Task material: Begin
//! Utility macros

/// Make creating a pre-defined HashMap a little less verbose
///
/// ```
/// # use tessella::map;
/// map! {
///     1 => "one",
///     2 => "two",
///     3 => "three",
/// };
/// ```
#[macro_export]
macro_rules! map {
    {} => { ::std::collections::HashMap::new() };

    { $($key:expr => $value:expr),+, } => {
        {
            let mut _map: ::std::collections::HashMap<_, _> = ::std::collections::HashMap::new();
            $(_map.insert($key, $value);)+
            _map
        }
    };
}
Task material: End
Task material: Begin
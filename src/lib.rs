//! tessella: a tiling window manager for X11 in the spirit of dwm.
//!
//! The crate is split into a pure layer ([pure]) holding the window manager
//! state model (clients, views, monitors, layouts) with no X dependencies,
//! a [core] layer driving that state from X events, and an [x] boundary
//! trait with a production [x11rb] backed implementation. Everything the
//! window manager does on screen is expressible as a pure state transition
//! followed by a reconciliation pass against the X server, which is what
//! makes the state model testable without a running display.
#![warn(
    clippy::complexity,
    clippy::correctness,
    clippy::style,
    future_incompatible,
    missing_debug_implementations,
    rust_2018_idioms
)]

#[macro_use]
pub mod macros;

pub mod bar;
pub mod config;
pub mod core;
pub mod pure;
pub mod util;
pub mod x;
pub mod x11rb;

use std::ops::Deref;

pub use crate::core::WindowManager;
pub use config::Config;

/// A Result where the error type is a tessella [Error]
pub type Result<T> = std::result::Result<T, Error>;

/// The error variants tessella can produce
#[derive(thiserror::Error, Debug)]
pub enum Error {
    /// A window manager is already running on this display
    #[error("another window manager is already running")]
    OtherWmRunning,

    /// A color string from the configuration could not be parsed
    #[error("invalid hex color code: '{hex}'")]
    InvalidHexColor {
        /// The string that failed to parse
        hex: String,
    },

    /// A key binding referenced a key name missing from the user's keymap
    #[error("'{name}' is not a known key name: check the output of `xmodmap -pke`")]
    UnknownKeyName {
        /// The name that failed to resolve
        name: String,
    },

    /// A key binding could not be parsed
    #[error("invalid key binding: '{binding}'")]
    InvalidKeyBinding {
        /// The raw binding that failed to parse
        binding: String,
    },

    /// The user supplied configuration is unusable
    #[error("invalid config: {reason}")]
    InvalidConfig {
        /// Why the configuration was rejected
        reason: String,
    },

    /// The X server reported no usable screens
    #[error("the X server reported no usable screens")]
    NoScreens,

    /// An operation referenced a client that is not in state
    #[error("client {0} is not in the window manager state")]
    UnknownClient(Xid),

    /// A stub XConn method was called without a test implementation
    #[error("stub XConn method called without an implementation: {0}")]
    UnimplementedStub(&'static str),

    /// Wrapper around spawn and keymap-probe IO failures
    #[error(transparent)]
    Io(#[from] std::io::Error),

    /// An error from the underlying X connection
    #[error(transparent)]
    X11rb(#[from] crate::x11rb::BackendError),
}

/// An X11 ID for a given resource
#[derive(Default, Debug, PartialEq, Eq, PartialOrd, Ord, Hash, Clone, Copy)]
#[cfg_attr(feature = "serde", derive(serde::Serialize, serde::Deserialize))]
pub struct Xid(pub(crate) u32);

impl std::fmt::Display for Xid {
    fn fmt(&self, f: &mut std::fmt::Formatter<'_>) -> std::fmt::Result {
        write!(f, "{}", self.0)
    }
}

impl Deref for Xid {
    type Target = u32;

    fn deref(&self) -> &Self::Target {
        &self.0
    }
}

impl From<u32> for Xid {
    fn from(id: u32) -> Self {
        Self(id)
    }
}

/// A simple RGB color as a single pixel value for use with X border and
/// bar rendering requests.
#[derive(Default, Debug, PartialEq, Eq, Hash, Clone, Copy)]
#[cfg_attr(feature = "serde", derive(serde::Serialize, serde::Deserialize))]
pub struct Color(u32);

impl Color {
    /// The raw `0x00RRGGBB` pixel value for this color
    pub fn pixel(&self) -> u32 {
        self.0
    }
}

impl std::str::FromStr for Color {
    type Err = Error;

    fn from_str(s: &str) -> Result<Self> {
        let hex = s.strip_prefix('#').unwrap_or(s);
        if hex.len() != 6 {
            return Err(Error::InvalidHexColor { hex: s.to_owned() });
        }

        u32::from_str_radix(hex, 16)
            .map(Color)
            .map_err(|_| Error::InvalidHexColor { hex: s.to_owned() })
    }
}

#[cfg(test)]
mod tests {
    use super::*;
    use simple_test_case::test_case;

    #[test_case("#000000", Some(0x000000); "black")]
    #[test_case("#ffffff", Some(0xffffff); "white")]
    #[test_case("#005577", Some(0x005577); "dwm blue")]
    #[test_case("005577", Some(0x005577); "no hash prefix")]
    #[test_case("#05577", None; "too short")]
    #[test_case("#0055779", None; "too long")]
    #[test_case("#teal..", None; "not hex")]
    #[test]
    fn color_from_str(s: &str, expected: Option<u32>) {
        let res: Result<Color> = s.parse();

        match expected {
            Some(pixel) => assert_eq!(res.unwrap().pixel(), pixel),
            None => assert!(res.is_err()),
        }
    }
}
Task material: End
Task material: Begin
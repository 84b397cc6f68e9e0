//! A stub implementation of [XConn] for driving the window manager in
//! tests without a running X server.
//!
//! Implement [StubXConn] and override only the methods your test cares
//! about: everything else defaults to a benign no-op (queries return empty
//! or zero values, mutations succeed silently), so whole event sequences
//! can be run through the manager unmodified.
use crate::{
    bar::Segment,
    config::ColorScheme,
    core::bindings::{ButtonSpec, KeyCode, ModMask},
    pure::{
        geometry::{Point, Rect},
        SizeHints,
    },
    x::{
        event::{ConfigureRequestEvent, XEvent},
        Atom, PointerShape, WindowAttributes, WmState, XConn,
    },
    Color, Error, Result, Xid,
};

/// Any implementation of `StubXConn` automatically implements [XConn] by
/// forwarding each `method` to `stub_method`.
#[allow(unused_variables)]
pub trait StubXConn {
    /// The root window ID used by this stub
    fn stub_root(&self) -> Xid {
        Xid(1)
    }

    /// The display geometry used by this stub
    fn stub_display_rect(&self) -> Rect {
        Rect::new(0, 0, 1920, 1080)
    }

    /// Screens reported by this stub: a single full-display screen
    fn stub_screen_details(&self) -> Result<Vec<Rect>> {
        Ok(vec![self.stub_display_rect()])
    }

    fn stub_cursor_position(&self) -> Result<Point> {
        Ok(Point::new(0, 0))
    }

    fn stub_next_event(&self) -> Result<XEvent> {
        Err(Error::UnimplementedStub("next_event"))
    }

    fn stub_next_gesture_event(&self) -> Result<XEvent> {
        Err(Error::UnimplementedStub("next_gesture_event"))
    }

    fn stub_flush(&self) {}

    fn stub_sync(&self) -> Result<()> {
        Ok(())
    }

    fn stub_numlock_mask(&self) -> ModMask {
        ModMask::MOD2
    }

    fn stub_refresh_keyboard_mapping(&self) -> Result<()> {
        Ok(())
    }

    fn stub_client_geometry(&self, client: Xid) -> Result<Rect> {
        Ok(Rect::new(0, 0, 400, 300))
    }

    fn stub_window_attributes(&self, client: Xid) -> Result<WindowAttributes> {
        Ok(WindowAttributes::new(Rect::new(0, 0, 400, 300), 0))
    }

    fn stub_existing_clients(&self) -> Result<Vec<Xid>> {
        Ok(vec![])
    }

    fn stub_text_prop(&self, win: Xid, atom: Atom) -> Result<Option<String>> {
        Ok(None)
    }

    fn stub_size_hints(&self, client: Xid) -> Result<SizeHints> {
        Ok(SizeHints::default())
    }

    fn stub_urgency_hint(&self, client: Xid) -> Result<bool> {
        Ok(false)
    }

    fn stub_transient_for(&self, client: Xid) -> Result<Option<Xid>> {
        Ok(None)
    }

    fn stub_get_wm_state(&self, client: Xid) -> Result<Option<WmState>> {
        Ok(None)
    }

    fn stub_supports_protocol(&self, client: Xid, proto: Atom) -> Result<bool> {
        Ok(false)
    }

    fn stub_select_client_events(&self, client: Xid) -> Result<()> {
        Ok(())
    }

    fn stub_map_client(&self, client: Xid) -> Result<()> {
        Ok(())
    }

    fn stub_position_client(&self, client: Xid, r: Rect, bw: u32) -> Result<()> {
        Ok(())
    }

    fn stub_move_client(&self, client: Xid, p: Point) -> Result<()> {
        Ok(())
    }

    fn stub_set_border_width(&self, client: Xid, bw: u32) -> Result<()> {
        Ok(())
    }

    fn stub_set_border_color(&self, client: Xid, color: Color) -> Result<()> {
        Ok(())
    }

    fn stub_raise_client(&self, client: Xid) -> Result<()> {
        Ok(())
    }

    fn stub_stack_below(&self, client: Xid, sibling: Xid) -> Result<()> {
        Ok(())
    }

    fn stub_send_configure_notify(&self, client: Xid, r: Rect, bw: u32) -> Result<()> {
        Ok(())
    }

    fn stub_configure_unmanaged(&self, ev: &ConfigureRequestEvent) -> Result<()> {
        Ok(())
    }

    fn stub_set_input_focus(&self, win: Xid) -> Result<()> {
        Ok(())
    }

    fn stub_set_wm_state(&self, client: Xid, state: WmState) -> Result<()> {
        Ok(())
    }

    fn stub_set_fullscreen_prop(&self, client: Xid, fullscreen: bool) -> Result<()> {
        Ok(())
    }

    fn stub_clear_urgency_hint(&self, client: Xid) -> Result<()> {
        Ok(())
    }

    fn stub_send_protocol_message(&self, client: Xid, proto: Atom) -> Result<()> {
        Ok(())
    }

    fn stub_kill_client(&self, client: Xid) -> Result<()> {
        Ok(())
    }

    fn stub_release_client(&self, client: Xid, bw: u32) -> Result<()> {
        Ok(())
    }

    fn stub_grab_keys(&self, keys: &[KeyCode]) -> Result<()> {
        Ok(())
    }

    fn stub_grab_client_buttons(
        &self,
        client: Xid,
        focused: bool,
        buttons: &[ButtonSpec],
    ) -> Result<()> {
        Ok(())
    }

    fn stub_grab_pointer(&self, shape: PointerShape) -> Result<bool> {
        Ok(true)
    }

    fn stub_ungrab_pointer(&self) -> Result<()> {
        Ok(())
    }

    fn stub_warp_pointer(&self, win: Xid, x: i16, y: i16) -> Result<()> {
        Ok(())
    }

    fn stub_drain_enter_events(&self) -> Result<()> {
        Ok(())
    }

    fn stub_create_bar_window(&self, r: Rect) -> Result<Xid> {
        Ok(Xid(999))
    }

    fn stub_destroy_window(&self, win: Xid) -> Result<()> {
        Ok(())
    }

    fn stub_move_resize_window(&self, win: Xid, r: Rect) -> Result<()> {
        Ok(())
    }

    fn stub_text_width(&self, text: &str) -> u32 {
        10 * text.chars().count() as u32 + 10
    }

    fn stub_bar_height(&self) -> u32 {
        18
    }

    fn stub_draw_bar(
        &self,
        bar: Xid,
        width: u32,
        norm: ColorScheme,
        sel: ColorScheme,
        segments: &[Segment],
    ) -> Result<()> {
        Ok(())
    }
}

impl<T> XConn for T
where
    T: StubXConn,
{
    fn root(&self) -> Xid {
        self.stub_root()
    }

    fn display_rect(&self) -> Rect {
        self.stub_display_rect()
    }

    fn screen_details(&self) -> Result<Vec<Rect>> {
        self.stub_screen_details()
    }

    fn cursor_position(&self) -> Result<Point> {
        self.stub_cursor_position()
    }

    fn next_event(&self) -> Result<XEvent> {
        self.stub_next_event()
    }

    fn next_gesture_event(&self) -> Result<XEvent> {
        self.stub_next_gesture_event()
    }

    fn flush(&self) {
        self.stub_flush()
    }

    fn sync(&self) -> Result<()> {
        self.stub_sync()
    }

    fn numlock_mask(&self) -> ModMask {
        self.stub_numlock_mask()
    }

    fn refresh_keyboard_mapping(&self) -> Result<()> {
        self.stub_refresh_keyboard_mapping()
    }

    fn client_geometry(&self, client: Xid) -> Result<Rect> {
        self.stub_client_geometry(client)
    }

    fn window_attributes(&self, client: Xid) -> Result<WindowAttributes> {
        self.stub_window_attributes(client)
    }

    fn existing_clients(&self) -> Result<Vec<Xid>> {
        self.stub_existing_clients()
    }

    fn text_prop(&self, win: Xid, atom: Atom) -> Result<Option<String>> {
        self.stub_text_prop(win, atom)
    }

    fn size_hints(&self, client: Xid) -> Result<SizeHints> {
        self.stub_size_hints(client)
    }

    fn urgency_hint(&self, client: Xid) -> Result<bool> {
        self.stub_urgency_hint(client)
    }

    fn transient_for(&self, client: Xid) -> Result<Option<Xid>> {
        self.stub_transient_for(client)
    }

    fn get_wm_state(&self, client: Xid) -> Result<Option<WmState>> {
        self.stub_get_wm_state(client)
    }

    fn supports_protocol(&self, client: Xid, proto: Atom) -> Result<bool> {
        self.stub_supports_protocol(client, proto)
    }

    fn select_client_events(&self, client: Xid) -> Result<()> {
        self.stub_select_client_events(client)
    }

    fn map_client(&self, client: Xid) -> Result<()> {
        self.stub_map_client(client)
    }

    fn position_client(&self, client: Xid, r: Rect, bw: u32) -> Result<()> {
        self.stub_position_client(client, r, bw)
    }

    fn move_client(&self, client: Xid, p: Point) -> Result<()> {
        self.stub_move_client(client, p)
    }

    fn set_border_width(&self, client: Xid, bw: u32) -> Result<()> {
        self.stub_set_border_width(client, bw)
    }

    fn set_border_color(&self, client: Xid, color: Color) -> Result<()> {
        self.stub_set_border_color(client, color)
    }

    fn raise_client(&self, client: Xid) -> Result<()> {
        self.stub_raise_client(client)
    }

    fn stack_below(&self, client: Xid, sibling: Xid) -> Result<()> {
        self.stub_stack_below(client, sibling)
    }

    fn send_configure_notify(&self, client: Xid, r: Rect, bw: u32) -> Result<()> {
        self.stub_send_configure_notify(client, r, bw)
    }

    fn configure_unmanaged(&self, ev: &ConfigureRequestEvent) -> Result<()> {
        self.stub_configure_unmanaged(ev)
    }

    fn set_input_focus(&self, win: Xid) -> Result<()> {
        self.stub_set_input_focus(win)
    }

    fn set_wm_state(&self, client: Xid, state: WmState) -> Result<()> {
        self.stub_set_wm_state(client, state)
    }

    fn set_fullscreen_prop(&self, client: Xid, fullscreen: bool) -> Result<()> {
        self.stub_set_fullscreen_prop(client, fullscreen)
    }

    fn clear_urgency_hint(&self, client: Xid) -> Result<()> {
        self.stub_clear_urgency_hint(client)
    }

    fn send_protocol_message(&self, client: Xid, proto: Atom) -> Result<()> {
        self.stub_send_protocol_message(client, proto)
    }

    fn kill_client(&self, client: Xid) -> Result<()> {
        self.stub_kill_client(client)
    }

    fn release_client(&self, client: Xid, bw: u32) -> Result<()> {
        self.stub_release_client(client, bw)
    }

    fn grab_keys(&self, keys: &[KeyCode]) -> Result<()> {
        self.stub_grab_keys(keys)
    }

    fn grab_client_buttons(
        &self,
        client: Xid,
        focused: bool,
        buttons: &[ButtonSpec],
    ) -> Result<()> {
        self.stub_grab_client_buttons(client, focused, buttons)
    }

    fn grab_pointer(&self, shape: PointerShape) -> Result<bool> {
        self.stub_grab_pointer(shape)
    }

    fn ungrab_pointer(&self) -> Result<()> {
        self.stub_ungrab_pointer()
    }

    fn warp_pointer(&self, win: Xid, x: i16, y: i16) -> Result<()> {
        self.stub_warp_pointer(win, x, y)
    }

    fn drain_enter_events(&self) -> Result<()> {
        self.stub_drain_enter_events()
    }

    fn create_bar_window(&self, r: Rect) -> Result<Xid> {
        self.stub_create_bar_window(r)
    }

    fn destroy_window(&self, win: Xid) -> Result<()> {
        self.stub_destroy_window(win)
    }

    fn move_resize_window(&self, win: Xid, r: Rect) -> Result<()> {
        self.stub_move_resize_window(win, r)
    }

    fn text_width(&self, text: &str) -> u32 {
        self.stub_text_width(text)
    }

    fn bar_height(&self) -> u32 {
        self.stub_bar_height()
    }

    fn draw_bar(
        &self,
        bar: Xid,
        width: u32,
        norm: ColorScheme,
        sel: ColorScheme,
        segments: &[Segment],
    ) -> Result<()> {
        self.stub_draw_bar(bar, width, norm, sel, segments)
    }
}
Task material: End
The problem: Each line in the entries above, starting at the line with "whole event sequences" and ending at the line with "fn stub_window_attributes(&self, client: Xid)", is to be printed exactly, and only those lines.

Solution for this problem:
//! or zero values, mutations succeed silently), so whole event sequences
//! can be run through the manager unmodified.
use crate::{
    bar::Segment,
    config::ColorScheme,
    core::bindings::{ButtonSpec, KeyCode, ModMask},
    pure::{
        geometry::{Point, Rect},
        SizeHints,
    },
    x::{
        event::{ConfigureRequestEvent, XEvent},
        Atom, PointerShape, WindowAttributes, WmState, XConn,
    },
    Color, Error, Result, Xid,
};

/// Any implementation of `StubXConn` automatically implements [XConn] by
/// forwarding each `method` to `stub_method`.
#[allow(unused_variables)]
pub trait StubXConn {
    /// The root window ID used by this stub
    fn stub_root(&self) -> Xid {
        Xid(1)
    }

    /// The display geometry used by this stub
    fn stub_display_rect(&self) -> Rect {
        Rect::new(0, 0, 1920, 1080)
    }

    /// Screens reported by this stub: a single full-display screen
    fn stub_screen_details(&self) -> Result<Vec<Rect>> {
        Ok(vec![self.stub_display_rect()])
    }

    fn stub_cursor_position(&self) -> Result<Point> {
        Ok(Point::new(0, 0))
    }

    fn stub_next_event(&self) -> Result<XEvent> {
        Err(Error::UnimplementedStub("next_event"))
    }

    fn stub_next_gesture_event(&self) -> Result<XEvent> {
        Err(Error::UnimplementedStub("next_gesture_event"))
    }

    fn stub_flush(&self) {}

    fn stub_sync(&self) -> Result<()> {
        Ok(())
    }

    fn stub_numlock_mask(&self) -> ModMask {
        ModMask::MOD2
    }

    fn stub_refresh_keyboard_mapping(&self) -> Result<()> {
        Ok(())
    }

    fn stub_client_geometry(&self, client: Xid) -> Result<Rect> {
        Ok(Rect::new(0, 0, 400, 300))
    }

    fn stub_window_attributes(&self, client: Xid) -> Result<WindowAttributes> {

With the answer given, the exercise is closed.